The debt restructuring agreement reached between the Puerto Rico Electric Power Authority (PREPA) and its creditors, which is currently pending before a bankruptcy judge, will force utility customers to pay “largely unspecified, apparently unlimited, and wholly unchecked professional fees and expenses.”
That is the finding of an independent fee examiner hired by the bankruptcy court in a motion filed at the beginning of September.
Not only does the debt Restructuring Support Agreement (RSA) put ratepayers on the hook for the fees of legal and technical consultants used by PREPA in negotiating the deal, but utility customers will also be paying the legal and professional fees of all the other parties to the deal as well, namely PREPA’s bondholders and insurance companies.

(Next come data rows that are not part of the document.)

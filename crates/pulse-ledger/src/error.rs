use thiserror::Error;

#[derive(Debug, Error)]
pub enum LedgerError {
    #[error("storage error: {0}")]
    Storage(#[from] sled::Error),

    #[error("serialization error: {0}")]
    Serialization(#[from] serde_json::Error),

    /// Persisted state that cannot be loaded.  Startup must halt on this
    /// rather than silently recover; a half-read ledger diverges.
    #[error("corrupt ledger state: {0}")]
    Corrupt(String),
}
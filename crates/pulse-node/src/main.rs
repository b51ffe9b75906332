use std::path::PathBuf;

use clap::Parser;
use pulse_node::{Validator, ValidatorConfig};
use tracing::info;
use tracing_subscriber::EnvFilter;

/// Pulse validator daemon.
#[derive(Parser, Debug)]
#[command(
    name = "pulse-node",
    version,
    about = "Pulse micro-batch validator node",
    long_about = "Runs a Pulse validator that accepts transactions, seals them \
                  into merkle-committed micro-batches at a fixed cadence, tracks \
                  validator acknowledgments for instant finality, and commits \
                  finalised batches as blocks."
)]
struct Cli {
    /// Directory for the ledger store.
    #[arg(short, long, default_value = "./pulse-data", env = "PULSE_DATA_DIR")]
    data_dir: PathBuf,

    /// Identifier this node acks and produces blocks under (random if omitted).
    #[arg(long, env = "PULSE_VALIDATOR_ID")]
    validator_id: Option<String>,

    /// Micro-batch cadence in milliseconds.
    #[arg(long, default_value_t = 10, env = "PULSE_BATCH_INTERVAL_MS")]
    batch_interval_ms: u64,

    /// Maximum transactions per micro-batch.
    #[arg(long, default_value_t = 1000, env = "PULSE_MAX_BATCH_SIZE")]
    max_batch_size: usize,

    /// Size of the validator set acknowledgments are measured against.
    #[arg(long, default_value_t = 1, env = "PULSE_TOTAL_VALIDATORS")]
    total_validators: usize,

    /// Fraction of validators whose acks grant instant finality.
    #[arg(long, default_value_t = 0.20, env = "PULSE_INSTANT_THRESHOLD")]
    instant_threshold: f64,

    /// Batch finality timeout in milliseconds.
    #[arg(long, default_value_t = 10, env = "PULSE_TIMEOUT_WINDOW_MS")]
    timeout_window_ms: i64,

    /// Suppress log output to stderr (run silently).
    #[arg(short, long, default_value_t = false, env = "PULSE_QUIET")]
    quiet: bool,
}

#[tokio::main]
async fn main() -> Result<(), Box<dyn std::error::Error>> {
    let cli = Cli::parse();

    let log_filter = if cli.quiet {
        EnvFilter::new("off")
    } else {
        EnvFilter::from_default_env().add_directive("info".parse()?)
    };
    tracing_subscriber::fmt().with_env_filter(log_filter).init();

    let mut config = ValidatorConfig::on_dir(cli.data_dir);
    if let Some(validator_id) = cli.validator_id {
        config.validator_id = validator_id;
    }
    config.batch_interval_ms = cli.batch_interval_ms;
    config.max_batch_size = cli.max_batch_size;
    config.total_validators = cli.total_validators;
    config.instant_threshold = cli.instant_threshold;
    config.timeout_window_ms = cli.timeout_window_ms;

    info!(
        validator = %config.validator_id,
        batch_interval_ms = config.batch_interval_ms,
        max_batch_size = config.max_batch_size,
        total_validators = config.total_validators,
        "Starting Pulse validator"
    );

    let (mut validator, mut events) = Validator::new(config)?;
    validator.start();

    tokio::spawn(async move {
        while let Some(event) = events.recv().await {
            info!("ValidatorEvent: {event:?}");
        }
    });

    // Runs the periodic batch pipeline until cancelled (e.g. via Ctrl-C).
    validator.run().await;

    Ok(())
}
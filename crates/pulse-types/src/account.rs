use std::collections::BTreeMap;

use num_bigint::BigUint;
use serde::{Deserialize, Serialize};

use crate::{amount, EntityError};

/// Mutable account state, keyed by a 66-char `0x`-prefixed address.
///
/// Unknown addresses behave as implicit empty accounts and are materialised
/// on first mutation.  The balance is unsigned, so it can never go negative;
/// [`Account::subtract_balance`] refuses underflow instead of panicking.
/// `code` and `storage` are reserved for future contract accounts and stay
/// empty for externally-owned ones.
#[derive(Debug, Clone, PartialEq, Eq, Serialize, Deserialize)]
pub struct Account {
    pub address: String,

    #[serde(with = "amount")]
    pub balance: BigUint,

    /// Next expected nonce for this account as a sender.
    pub nonce: u64,

    pub code: String,
    pub storage: BTreeMap<String, String>,
}

impl Account {
    /// An empty account at `address`.
    pub fn new(address: String) -> Self {
        Self {
            address,
            balance: BigUint::from(0u8),
            nonce: 0,
            code: String::new(),
            storage: BTreeMap::new(),
        }
    }

    pub fn with_balance(address: String, balance: BigUint) -> Self {
        Self {
            balance,
            ..Self::new(address)
        }
    }

    pub fn add_balance(&mut self, value: &BigUint) {
        self.balance += value;
    }

    /// Deduct `value`, returning `false` (and leaving the balance untouched)
    /// when funds are insufficient.
    pub fn subtract_balance(&mut self, value: &BigUint) -> bool {
        if self.balance < *value {
            return false;
        }
        self.balance -= value;
        true
    }

    pub fn has_balance(&self, value: &BigUint) -> bool {
        self.balance >= *value
    }

    pub fn increment_nonce(&mut self) {
        self.nonce += 1;
    }

    /// Deep copy for rollback.
    pub fn snapshot(&self) -> Account {
        self.clone()
    }

    /// Restore from a snapshot taken earlier.
    pub fn restore(&mut self, snapshot: Account) {
        *self = snapshot;
    }

    pub fn to_json(&self) -> Result<String, EntityError> {
        Ok(serde_json::to_string(self)?)
    }

    pub fn from_json(raw: &str) -> Result<Self, EntityError> {
        Ok(serde_json::from_str(raw)?)
    }
}
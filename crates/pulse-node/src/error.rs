use thiserror::Error;

#[derive(Debug, Error)]
pub enum NodeError {
    #[error("ledger error: {0}")]
    Ledger(#[from] pulse_ledger::LedgerError),

    #[error("entity error: {0}")]
    Entity(#[from] pulse_types::EntityError),

    #[error("io error: {0}")]
    Io(#[from] std::io::Error),
}
use chrono::Utc;
use pulse_crypto::merkle_root;
use serde::{Deserialize, Serialize};
use uuid::Uuid;

use crate::Transaction;

/// A time-boxed, merkle-committed collection of pending transactions
/// awaiting validator acknowledgments.
///
/// Batches are transient: one is either promoted to a block once it reaches
/// instant finality, or it times out and its transactions stay in the
/// mempool for a later batch.
#[derive(Debug, Clone, PartialEq, Eq, Serialize, Deserialize)]
#[serde(rename_all = "camelCase")]
pub struct MicroBatch {
    /// Collision-free identifier.
    pub id: String,

    /// Monotonically increasing counter per builder instance.
    pub batch_number: u64,

    /// Milliseconds since epoch at creation time.
    pub timestamp: i64,

    pub transactions: Vec<Transaction>,

    /// Same computation as a block's merkle root.
    pub merkle_root: String,
}

impl MicroBatch {
    pub fn new(batch_number: u64, transactions: Vec<Transaction>) -> Self {
        let hashes: Vec<String> = transactions.iter().map(|tx| tx.hash.clone()).collect();
        Self {
            id: Uuid::new_v4().to_string(),
            batch_number,
            timestamp: Utc::now().timestamp_millis(),
            transactions,
            merkle_root: merkle_root(&hashes),
        }
    }

    pub fn transaction_hashes(&self) -> Vec<String> {
        self.transactions.iter().map(|tx| tx.hash.clone()).collect()
    }

    pub fn len(&self) -> usize {
        self.transactions.len()
    }

    pub fn is_empty(&self) -> bool {
        self.transactions.is_empty()
    }
}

The agreement does not specify what those fees are, nor does it place any upper limit on them. Government parties to the RSA alone have already incurred more than $530 million in professional fees in the bankruptcy case.
As we have noted previously, imposing these costs on PREPA customers will obviously drive the initial rate increase higher than the 2.8 cents/kWh specified in the deal, which will result in excessively high electric bills that will harm Puerto Rico’s already weak economy.
This particular provision of the RSA needs to be challenged in court. It binds PREPA to paying its creditors’ fees regardless of whether or not the bankruptcy judge approves the RSA. The fee examiner points out that the RSA “lacks any reference to the legal authority for the significant professional fee payments it promises.”
Despite having previously noted the “exorbitant and tragic” amount of professional fees incurred in various Puerto Rico bankruptcy proceedings, the Financial Oversight and Management Board (FOMB) continues to support the PREPA debt deal.
The previous debt restructuring agreement negotiated between PREPA and its creditors (and rejected by the FOMB in 2017) met with similar criticism from the Puerto Rico Energy Bureau. The Bureau noted PREPA’s lack of competitive bidding in selecting consultants and the fact that advisors were responsible for determining the reasonableness of their own fees – a set-up that the Bureau feared would expose ratepayers to “fees without limit.”
A key difference, however, is that the previous deal only forced PREPA’s customers to pay the Authority’s own advisors. Under the terms of the new RSA, ratepayers will have to cover the legal and professional fees – without limit ‒ for the bondholders and insurance companies as well.
That the government of Puerto Rico would ever sign off on such a deal underscores, once again, that there is an over-reliance on outside consultants who are performing core functions without public accountability.
Indeed, after the departure of former Puerto Rico Fiscal Agency and Financial Advisory Authority Executive Director Christian Sobrino this past summer, there is no government employee with sufficient understanding of the RSA negotiations to testify in the court that the deal is in the public interest.
The testimony on behalf of FAFAA is now being provided by an outside financial advisor with Ankura Consulting, i.e. one of the firms benefitting from this unbalanced fee structure.
When all parties to the RSA are relying on high-priced legal and technical consultants, it is no surprise that the real winners are the consultants themselves, not the people of the Commonwealth.
The bankruptcy judge should exercise oversight and reject a deal that saddles Puerto Ricans with “unchecked and undisclosed professional fees” to the tune of hundreds of millions, if not billions of dollars. And, moving forward, the judge should impose an Independent Private Sector Inspector General at PREPA to reform management and exercise real oversight over consultants and advisors.